There is so much fear in the world today; no, I did not watch the Republican debate last night. I had plenty of Rudy G. when I sojourned in NYC for six years. I could tell you stories of that man that would make you weep. Regardless of my actual view status of the debate, I know well enough what was said: there was some Clinton bashing (both Bill and Hillary), there was some chest-thumping on the war (mostly by those who have never been to war, but also by a "war hero", whose claim to fame was being shot down by second-hand anti-aircraft armaments). Mostly though, Republicans - since the age of Nixon - have loved to pin all of their troubles on some mysterious "other"; substituting - temporarily? - for the Negro is "the immigrant", although the preferred parlance is "illegal alien".

I have been accused of having an outlook on immigration that smacks of a Pollyanna worldview; one reason this is so is because I choose to adhere to the poem that adorns a plaque at the Statue of Liberty:

Give me your tired, your poor,
Your huddled masses yearning to breathe free,
The wretched refuse of your teeming shore.
Send these, the homeless, tempest-tost to me,
I lift my lamp beside the golden door!

Sure, these are but the words of a woolly-headed poet and there has never been, is not now and perhaps may never be a land that embodies these words as true; but does that mean we should not strive for perfection? Can someone explain the goal of trading off the pursuit of perfection for the attempt to attain only that which we know we can do?

Spare me the pleas for safety! Was it so long ago that we proudly (blindly?) strode through the world, secure in the knowledge that yes, there were obstacles before us - but none so great that we need turn aside? How is it that we are the first generation of Americans to wither in fear on the cue of color-coded calls to quake? Why is it we teach our children to scurry about from one refuge to the next, always mindful of an ever-present, omnipotent, omniscient terror?

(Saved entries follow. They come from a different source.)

// crates/tenant-policy-core/src/core/configuration.rs
// ============================================================================
// Module: Tenant Configuration Model
// Description: Tenant policy document parameterized by reference form.
// Purpose: Make the id-form / name-form distinction a compile-time property.
// Dependencies: serde, serde_json
// ============================================================================

//! ## Overview
//! A tenant configuration references environments either by stable identifier
//! (stored form) or by display name (display form). Both shapes share one
//! generic type, [`TenantConfiguration`], parameterized by a [`ReferenceForm`]
//! marker. Resolution between the two forms is the only way to move a
//! configuration from one shape to the other, so a name-form document can
//! never be persisted by accident.
//!
//! The wire format wraps the model in a `tenantModel` object and uses the
//! camelCase field names of the public API. Unknown fields are ignored, and
//! an explicit `null` list or tenant name reads as empty.

// ============================================================================
// SECTION: Imports
// ============================================================================

use std::fmt;

use serde::Deserialize;
use serde::Deserializer;
use serde::Serialize;
use serde::de::DeserializeOwned;

use crate::core::error::TenantConfigError;
use crate::core::hashing::canonical_json_bytes;
use crate::core::identifiers::EnvironmentId;
use crate::core::identifiers::EnvironmentName;

// ============================================================================
// SECTION: Reference Forms
// ============================================================================

/// Runtime tag naming the form of a configuration.
#[derive(Debug, Clone, Copy, PartialEq, Eq, Serialize)]
#[serde(rename_all = "snake_case")]
pub enum FormKind {
    /// References hold environment identifiers.
    ById,
    /// References hold environment names.
    ByName,
}

/// Seals [`ReferenceForm`] to the two forms defined here.
mod sealed {
    /// Marker implemented only by [`super::ById`] and [`super::ByName`].
    pub trait Sealed {}
    impl Sealed for super::ById {}
    impl Sealed for super::ByName {}
}

/// Reference representation carried by a [`TenantConfiguration`].
pub trait ReferenceForm:
    sealed::Sealed + fmt::Debug + Clone + Copy + PartialEq + Eq + Send + Sync + 'static
{
    /// Type of a single environment reference in this form.
    type Ref: fmt::Debug + Clone + PartialEq + Eq + Serialize + DeserializeOwned + Send + Sync;

    /// Runtime tag for this form.
    const KIND: FormKind;
}

/// Identifier form used for persistence.
#[derive(Debug, Clone, Copy, PartialEq, Eq)]
pub struct ById;

impl ReferenceForm for ById {
    type Ref = EnvironmentId;

    const KIND: FormKind = FormKind::ById;
}

/// Name form used for display and input.
#[derive(Debug, Clone, Copy, PartialEq, Eq)]
pub struct ByName;

impl ReferenceForm for ByName {
    type Ref = EnvironmentName;

    const KIND: FormKind = FormKind::ByName;
}

// ============================================================================
// SECTION: Tenant Configuration
// ============================================================================

/// Per-tenant policy document.
///
/// # Invariants
/// - Every reference is in the form named by `F`; forms are never mixed.
/// - List order is preserved; promotion lists are ordered pipeline stages.
#[derive(Debug, Clone, PartialEq, Eq, Serialize, Deserialize)]
#[serde(bound = "")]
pub struct TenantConfiguration<F: ReferenceForm> {
    /// Name of the tenant owning this configuration.
    #[serde(default, rename = "tenantName", deserialize_with = "null_as_default")]
    pub tenant_name: String,
    /// Base environment for topic synchronization (messaging domain).
    #[serde(default, rename = "baseSyncEnvironment", skip_serializing_if = "Option::is_none")]
    pub base_sync_environment: Option<F::Ref>,
    /// Base cluster for connector synchronization (connect domain).
    #[serde(
        default,
        rename = "baseSyncKafkaConnectCluster",
        skip_serializing_if = "Option::is_none"
    )]
    pub base_sync_connect_cluster: Option<F::Ref>,
    /// Topic promotion pipeline, in stage order (messaging domain).
    #[serde(
        default,
        rename = "orderOfTopicPromotionEnvsList",
        deserialize_with = "null_as_default"
    )]
    pub ordered_topic_promotion_envs: Vec<F::Ref>,
    /// Connector promotion pipeline, in stage order (connect domain).
    #[serde(
        default,
        rename = "orderOfConnectorsPromotionEnvsList",
        deserialize_with = "null_as_default"
    )]
    pub ordered_connector_promotion_envs: Vec<F::Ref>,
    /// Environments accepting topic requests (messaging domain).
    #[serde(
        default,
        rename = "requestTopicsEnvironmentsList",
        deserialize_with = "null_as_default"
    )]
    pub requestable_topic_envs: Vec<F::Ref>,
    /// Environments accepting connector requests (connect domain).
    #[serde(
        default,
        rename = "requestConnectorsEnvironmentsList",
        deserialize_with = "null_as_default"
    )]
    pub requestable_connector_envs: Vec<F::Ref>,
    /// Environments accepting schema requests (schema registry domain).
    #[serde(
        default,
        rename = "requestSchemaEnvironmentsList",
        deserialize_with = "null_as_default"
    )]
    pub requestable_schema_envs: Vec<F::Ref>,
}

/// Reads an explicit `null` as the field's default.
fn null_as_default<'de, D, T>(deserializer: D) -> Result<T, D::Error>
where
    D: Deserializer<'de>,
    T: Default + Deserialize<'de>,
{
    Ok(Option::<T>::deserialize(deserializer)?.unwrap_or_default())
}

impl<F: ReferenceForm> TenantConfiguration<F> {
    /// Creates an empty configuration for the named tenant.
    #[must_use]
    pub fn empty(tenant_name: impl Into<String>) -> Self {
        Self {
            tenant_name: tenant_name.into(),
            base_sync_environment: None,
            base_sync_connect_cluster: None,
            ordered_topic_promotion_envs: Vec::new(),
            ordered_connector_promotion_envs: Vec::new(),
            requestable_topic_envs: Vec::new(),
            requestable_connector_envs: Vec::new(),
            requestable_schema_envs: Vec::new(),
        }
    }

    /// Returns the form tag of this configuration.
    #[must_use]
    pub const fn form(&self) -> FormKind {
        F::KIND
    }
}

/// Configuration as persisted (identifier references).
pub type IdFormConfiguration = TenantConfiguration<ById>;
/// Configuration as displayed and submitted (name references).
pub type NameFormConfiguration = TenantConfiguration<ByName>;

// ============================================================================
// SECTION: Configuration Document
// ============================================================================

/// Wire document wrapping a tenant configuration.
///
/// # Invariants
/// - A missing `tenantModel` is a valid, empty document.
#[derive(Debug, Clone, PartialEq, Eq, Serialize, Deserialize)]
#[serde(bound = "")]
pub struct TenantConfigDocument<F: ReferenceForm> {
    /// Wrapped configuration, when present.
    #[serde(default, rename = "tenantModel", skip_serializing_if = "Option::is_none")]
    pub tenant_model: Option<TenantConfiguration<F>>,
}

impl<F: ReferenceForm> Default for TenantConfigDocument<F> {
    fn default() -> Self {
        Self {
            tenant_model: None,
        }
    }
}

impl<F: ReferenceForm> TenantConfigDocument<F> {
    /// Wraps a configuration into a document.
    #[must_use]
    pub fn new(model: TenantConfiguration<F>) -> Self {
        Self {
            tenant_model: Some(model),
        }
    }

    /// Parses a document from JSON text.
    ///
    /// # Errors
    ///
    /// Returns [`TenantConfigError::MalformedConfiguration`] when the text is
    /// not a valid document.
    pub fn from_json(text: &str) -> Result<Self, TenantConfigError> {
        serde_json::from_str(text)
            .map_err(|err| TenantConfigError::MalformedConfiguration(err.to_string()))
    }

    /// Serializes the document as RFC 8785 canonical JSON.
    ///
    /// # Errors
    ///
    /// Returns [`TenantConfigError::MalformedConfiguration`] when serialization fails.
    pub fn to_canonical_json(&self) -> Result<String, TenantConfigError> {
        let bytes = canonical_json_bytes(self)
            .map_err(|err| TenantConfigError::MalformedConfiguration(err.to_string()))?;
        String::from_utf8(bytes)
            .map_err(|err| TenantConfigError::MalformedConfiguration(err.to_string()))
    }

    /// Serializes the document as indented JSON for display.
    ///
    /// # Errors
    ///
    /// Returns [`TenantConfigError::MalformedConfiguration`] when serialization fails.
    pub fn to_pretty_json(&self) -> Result<String, TenantConfigError> {
        serde_json::to_string_pretty(self)
            .map_err(|err| TenantConfigError::MalformedConfiguration(err.to_string()))
    }
}

/// Stored document (identifier references).
pub type IdFormDocument = TenantConfigDocument<ById>;
/// Display document (name references).
pub type NameFormDocument = TenantConfigDocument<ByName>;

Bollocks! When I was a child, the only entity with these awesome powers was God - and lo did we fear him! But to fear a man so? To imbue a man - or a class of people in this case - with such power is to create a false god and woe be unto him who succumbs to the sway of a false god!

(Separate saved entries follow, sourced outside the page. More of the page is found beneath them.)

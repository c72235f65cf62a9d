// crates/tenant-policy-service/tests/service_operations.rs
// ============================================================================
// Module: Server Configuration Service Tests
// Description: Listing, update outcomes, and audit records of the service.
// Purpose: Validate gates, verbatim caller errors, and generic store failures.
// Dependencies: tenant-policy-core, tenant-policy-service
// ============================================================================
//! ## Overview
//! Covers the update path end to end: gates run before parsing, caller errors
//! are surfaced verbatim, store failures are surfaced generically, and every
//! outcome lands in the audit sink.

#![allow(
    clippy::panic,
    clippy::unwrap_used,
    clippy::expect_used,
    clippy::use_debug,
    clippy::panic_in_result_fn,
    clippy::unwrap_in_result,
    reason = "Test-only output and panic-based assertions are permitted."
)]

mod common;

use std::sync::Arc;

use tenant_policy_core::DEFAULT_CONFIG_DESCRIPTION;
use tenant_policy_core::DEFAULT_TENANT_ID;
use tenant_policy_core::IdFormDocument;
use tenant_policy_core::Principal;
use tenant_policy_core::PropertyKey;
use tenant_policy_core::PropertyStore;
use tenant_policy_core::StoredProperty;
use tenant_policy_core::TENANT_CONFIG_PROPERTY;
use tenant_policy_core::TenantConfigError;
use tenant_policy_service::ConfigAuditOutcome;
use tenant_policy_service::FAILURE_MESSAGE;
use tenant_policy_service::NOT_AUTHORIZED_MESSAGE;
use tenant_policy_service::SUCCESS_MESSAGE;

use crate::common::ACME;
use crate::common::FailingPropertyStore;
use crate::common::acme_admin;
use crate::common::acme_config_json;
use crate::common::admin;
use crate::common::fixture;
use crate::common::wire;

// ============================================================================
// SECTION: Updates
// ============================================================================

#[test]
fn tenant_config_update_is_resolved_and_audited() {
    let fixture = fixture();
    let raw = format!("  {}\n", acme_config_json(&["DEV", "TST"]));
    let outcome =
        fixture.service.update_configuration(ACME, &acme_admin(), TENANT_CONFIG_PROPERTY, &raw);
    assert!(outcome.success, "{}", outcome.message);
    assert_eq!(outcome.message, SUCCESS_MESSAGE);
    assert_eq!(outcome.accepted_key, Some(PropertyKey::tenant_config()));

    let record =
        fixture.properties.read_property(ACME, &PropertyKey::tenant_config()).unwrap().unwrap();
    let stored = IdFormDocument::from_json(&record.value).unwrap().tenant_model.unwrap();
    let ids: Vec<&str> = stored.ordered_topic_promotion_envs.iter().map(|id| id.as_str()).collect();
    assert_eq!(ids, vec!["1", "2"]);

    let events = fixture.audit.events();
    assert_eq!(events.len(), 1);
    assert_eq!(events[0].outcome, ConfigAuditOutcome::Accepted);
    assert_eq!(events[0].principal, "acme-admin");
    assert_eq!(events[0].key, TENANT_CONFIG_PROPERTY);
}

#[test]
fn unknown_environment_is_reported_verbatim() {
    let fixture = fixture();
    let outcome = fixture.service.update_configuration(
        ACME,
        &acme_admin(),
        TENANT_CONFIG_PROPERTY,
        &acme_config_json(&["DEV", "PRD"]),
    );
    assert!(!outcome.success);
    assert_eq!(outcome.message, "environment PRD does not exist for this tenant");
    assert_eq!(outcome.accepted_key, None);
    assert_eq!(
        fixture.properties.read_property(ACME, &PropertyKey::tenant_config()).unwrap(),
        None
    );

    let events = fixture.audit.events();
    assert_eq!(events[0].outcome, ConfigAuditOutcome::Rejected);
    assert_eq!(events[0].error_kind, Some("unknown_resource"));
}

#[test]
fn malformed_json_is_rejected() {
    let fixture = fixture();
    let outcome = fixture.service.update_configuration(
        ACME,
        &acme_admin(),
        TENANT_CONFIG_PROPERTY,
        "{\"tenantModel\": [",
    );
    assert!(!outcome.success);
    assert!(outcome.message.starts_with("malformed configuration"), "{}", outcome.message);
    assert_eq!(fixture.audit.events()[0].error_kind, Some("malformed_configuration"));
}

#[test]
fn gates_run_before_parsing() {
    let fixture = fixture();
    let outcome = fixture.service.update_configuration(
        ACME,
        &Principal::new("mallory"),
        TENANT_CONFIG_PROPERTY,
        "not json",
    );
    assert!(!outcome.success);
    assert_eq!(outcome.message, NOT_AUTHORIZED_MESSAGE);
    assert_eq!(fixture.audit.events()[0].error_kind, Some("not_authorized"));
}

#[test]
fn non_default_tenant_cannot_update_other_keys() {
    let fixture = fixture();
    let outcome = fixture.service.update_configuration(ACME, &acme_admin(), "mail.host", "smtp");
    assert!(!outcome.success);
    assert_eq!(outcome.message, NOT_AUTHORIZED_MESSAGE);
    assert!(fixture.properties.list_properties(ACME).unwrap().is_empty());
}

#[test]
fn default_tenant_stores_other_keys_trimmed() {
    let fixture = fixture();
    let outcome = fixture.service.update_configuration(
        DEFAULT_TENANT_ID,
        &admin(),
        "mail.host",
        "  smtp.example.io ",
    );
    assert!(outcome.success);
    let record = fixture
        .properties
        .read_property(DEFAULT_TENANT_ID, &PropertyKey::new("mail.host"))
        .unwrap()
        .unwrap();
    assert_eq!(record.value, "smtp.example.io");
}

#[test]
fn empty_key_is_rejected() {
    let fixture = fixture();
    let outcome = fixture.service.update_configuration(DEFAULT_TENANT_ID, &admin(), " ", "x");
    assert!(!outcome.success);
    assert_eq!(outcome.message, "malformed configuration: property key is required");
}

#[test]
fn store_failure_is_generic_and_audited_with_detail() {
    let (audit, service) = wire(Arc::new(FailingPropertyStore));
    let outcome = service.update_configuration(
        ACME,
        &acme_admin(),
        TENANT_CONFIG_PROPERTY,
        &acme_config_json(&["DEV"]),
    );
    assert!(!outcome.success);
    assert_eq!(outcome.message, FAILURE_MESSAGE);
    let events = audit.events();
    assert_eq!(events[0].outcome, ConfigAuditOutcome::Failed);
    assert_eq!(events[0].error_kind, Some("persistence_failure"));
    assert!(events[0].detail.as_deref().unwrap_or_default().contains("disk full"));
}

// ============================================================================
// SECTION: Listing
// ============================================================================

#[test]
fn listing_requires_capability() {
    let fixture = fixture();
    let result = fixture.service.get_editable_configurations(ACME, &Principal::new("mallory"));
    assert!(matches!(result, Err(TenantConfigError::NotAuthorized)));
}

#[test]
fn listing_renders_names_and_hides_keys_from_non_default_tenants() {
    let fixture = fixture();
    fixture
        .properties
        .write_property(
            ACME,
            &StoredProperty {
                key: PropertyKey::new("mail.host"),
                value: "smtp".to_string(),
                description: "Mail host".to_string(),
            },
        )
        .unwrap();
    let outcome = fixture.service.update_configuration(
        ACME,
        &acme_admin(),
        TENANT_CONFIG_PROPERTY,
        &acme_config_json(&["TST"]),
    );
    assert!(outcome.success);

    let listed = fixture.service.get_editable_configurations(ACME, &acme_admin()).unwrap();
    assert_eq!(listed.len(), 1);
    assert_eq!(listed[0].key, TENANT_CONFIG_PROPERTY);
    assert_eq!(listed[0].description, DEFAULT_CONFIG_DESCRIPTION);
    let shown: serde_json::Value = serde_json::from_str(&listed[0].display_value).unwrap();
    assert_eq!(shown["tenantModel"]["orderOfTopicPromotionEnvsList"][0], "TST");
    assert_eq!(shown["tenantModel"]["baseSyncEnvironment"], "DEV");
}

#[test]
fn default_tenant_sees_every_key_in_order() {
    let fixture = fixture();
    for key in ["z.last", "a.first"] {
        let outcome = fixture.service.update_configuration(DEFAULT_TENANT_ID, &admin(), key, "v");
        assert!(outcome.success);
    }
    let listed = fixture.service.get_editable_configurations(DEFAULT_TENANT_ID, &admin()).unwrap();
    let keys: Vec<&str> = listed.iter().map(|entry| entry.key.as_str()).collect();
    assert_eq!(keys, vec!["a.first", "z.last"]);
}

#[test]
fn unrenderable_config_is_listed_as_empty_object() {
    let fixture = fixture();
    fixture
        .properties
        .write_property(
            ACME,
            &StoredProperty {
                key: PropertyKey::tenant_config(),
                value: "{broken".to_string(),
                description: String::new(),
            },
        )
        .unwrap();
    let listed = fixture.service.get_editable_configurations(ACME, &acme_admin()).unwrap();
    assert_eq!(listed[0].display_value, "{}");
}

#[test]
fn listing_store_failure_is_persistence_failure() {
    let (_audit, service) = wire(Arc::new(FailingPropertyStore));
    let result = service.get_editable_configurations(ACME, &acme_admin());
    assert!(matches!(result, Err(TenantConfigError::PersistenceFailure(_))));
}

Guess what? Immigrants - legal, illegal, alien or otherwise - are just people. As such, we should be comforted in the knowledge that we know what they want; they want what we want. There is no mystery here. The creation of an "other" is just a ploy the powerful use to control the weak (meek? surprise ending here though; the meek shall indeed inherit the earth!). Cast away the chains of fear that bind ye and you will see that they are as powerless to constrain your possibilities as the gossamer from which they were spun.

To pretend this rant has a sense of coherence to it, I must state that I do not support this "amnesty" bill, as it provides our current President with something he can claim as a victory and I choose not to aid him in expanding his fearsome ego.

The problem - and listen closely here - is not now and has never been "illegal" people; there is no such thing as an illegal person; a human being can never be an alien (say it with me: a human can never be an alien!). The problem is this: our designation of a class of humans as illegal, creates a market in illicit services for those people to perform. Creating a class of people who are "illegal" identifies for employers where the cheapest labor can be found.

Solution: no class of people named as "illegal"; no class of people who can then be paid under the table - which is merely a means to increase profits. Pay everyone above the table and pay them all the minimum wage or above. The idea that a minimum wage causes jobs to disappear is an economist joke. Jobs exist because there is work to be done; raising the wage does not remove the work - it reduces the profit. Fortunately, it is not the job of government to guarantee profit; it is the job of government to ensure a just society for all.

A capitalist society is driven by the relentless search for profit and as long as this class exists, it will be exploited. Call them slaves, call them aliens - call them what you will. They - we - are people.